FMT is a method that involves administering the patient (i.e., the recipient) specially prepared stool material from healthy donors in an effort to treat certain medical disorders by reestablishing the balance of the gut microbial population (Ser et al. 2021). Currently, FMT is focused primarily on transferring bacteria from the donor to the recipient and these microbes are being isolated and purified to understand their precise roles (Aggarwala et al. 2021). However, evidence is pointing increasingly toward the possibility that bacteriophages are also contributing to FMT’s efficacy in treating recurrent Clostridium difficile infections (Hanssen et al. 2021). Altogether, the microbiome alone can significantly modify human physiology (de Groot et al. 2017). The ability of FMT from lean donors to reorient host glucose metabolism is influenced by the recipient’s initial microbial composition (Ser et al. 2021). This may be partially explained by the fact that following FMT, species from both donors and recipients continued to exist in the gut, illustrating the difficulties in effectively altering the microbiome’s composition (Li et al. 2016). In spite of limited safety data and major safety concerns, the FMT seems to be very effective in the real world (Kelly et al. 2021).

4.8 The Challenges in Personalized Dietary Modulation of the Gut Microbiota

Whether it is chronic illnesses such as diabetes, inflammation, or disorders of the brain, the management of disease may depend on individualized dietary manipulation of the gut microbiota. But there is still a lack of comprehensive information about using diet as a tool.
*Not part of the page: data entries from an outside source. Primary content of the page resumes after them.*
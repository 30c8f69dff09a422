/*!
 * Contextual translation over a chat-completion provider.
 *
 * - `session`: the stateful translator driving one request per line
 * - `window`: rolling conversation window carried between requests
 * - `prompts`: system template, few-shot pair and user message builders
 * - `cleanup`: recovery of the translated string from a primed reply
 * - `usage`: token accounting
 */

// Re-export main types for easier usage
pub use self::cleanup::clean_reply;
pub use self::prompts::{FewShotPair, PromptConfig, CONTINUATION_SEED};
pub use self::session::{SharedSession, TranslationSession};
pub use self::usage::TokenUsage;
pub use self::window::ConversationWindow;

// Submodules
pub mod cleanup;
pub mod prompts;
pub mod session;
pub mod usage;
pub mod window;
/*!
 * # mantra - MANga TRAnslation over hosted chat models
 *
 * A Rust library for translating manga panel text line by line through a
 * hosted chat-completion API (Groq, OpenAI-compatible).
 *
 * ## Features
 *
 * - Rolling conversation window for cross-panel narrative context
 * - Few-shot prompting with a primed JSON continuation and stop sequence
 * - Best-effort cleanup of constrained model replies
 * - Prompt overrides through a namespaced settings map
 * - Client-side rate limiting, retries and timeouts
 * - Token usage accounting
 *
 * ## Architecture
 *
 * - `app_config`: Configuration management and settings lookup
 * - `translation`: The contextual translation session and its parts
 * - `providers`: Groq client and a mock provider for tests
 * - `language_utils`: Translator and ISO language code resolution
 * - `errors`: Custom error types for the library
 *
 * ## License
 *
 * This project is licensed under the MIT License
 */

// Global lints configuration
#![allow(clippy::uninlined_format_args)]

// Public modules
pub mod app_config;
pub mod errors;
pub mod language_utils;
pub mod providers;
pub mod translation;

// Re-export main types for easier usage
pub use app_config::{Config, SessionConfig, Settings, TranslationConfig};
pub use errors::{ConfigError, ProviderError, TranslationError};
pub use language_utils::resolve_language_name;
pub use translation::{SharedSession, TranslationSession};
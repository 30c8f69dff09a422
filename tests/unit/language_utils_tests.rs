/*!
 * Tests for language code resolution
 */

use mantra::language_utils::{iso_code_name, resolve_language_name, translator_code_name};

#[test]
fn test_resolve_language_name_with_translator_code_should_use_table() {
    assert_eq!(resolve_language_name("ENG").unwrap(), "English");
    assert_eq!(resolve_language_name("cht").unwrap(), "Traditional Chinese");
    assert_eq!(resolve_language_name("PTB").unwrap(), "Portuguese");
}

#[test]
fn test_resolve_language_name_with_iso_code_should_use_isolang() {
    assert_eq!(resolve_language_name("en").unwrap(), "English");
    assert_eq!(resolve_language_name("fr").unwrap(), "French");
}

#[test]
fn test_resolve_language_name_with_name_should_pass_through() {
    assert_eq!(resolve_language_name("Brazilian Portuguese").unwrap(), "Brazilian Portuguese");
}

#[test]
fn test_resolve_language_name_with_unknown_code_should_fail() {
    assert!(resolve_language_name("zz").is_err());
    assert!(resolve_language_name("   ").is_err());
}

#[test]
fn test_translator_code_name_with_unknown_code_should_be_none() {
    assert_eq!(translator_code_name("XYZ"), None);
    assert_eq!(iso_code_name("english"), None);
}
Because it is difficult to correctly manipulate the human microbiome, there is currently little proof of causation in people (Mendez-Garcia et al. 2018; Leeming et al. 2021).

New studies should consider improved dietary data collection, further characterization of metabolic interactions, and an increased focus on omic technologies like metabolomics in order to describe the bacterial and metabolic activity of food breakdown as well as its cross talk with the host. Furthermore, clinical evidence with regard to health outcomes is needed before therapeutic food plans for microbial rehabilitation may be developed.

5 Conclusions

The impact of microbes on human health is now universally recognized. This chapter discusses diversity-driven microbial composition, diet-driven modulation, and the consequences of microbial dysbiosis. We attempted to elucidate the healthy gut microbiota and its role in maintaining gut homeostasis. A detailed profile of microbial shifts in diseases such as neurodegenerative disease, cardiovascular disease, asthma, colorectal cancer, etc., has also been discussed along with the gut-microbiota-brain axis. Further, we have also emphasized the currently available/needed therapeutic strategies for restoring the microbial dysbiosis.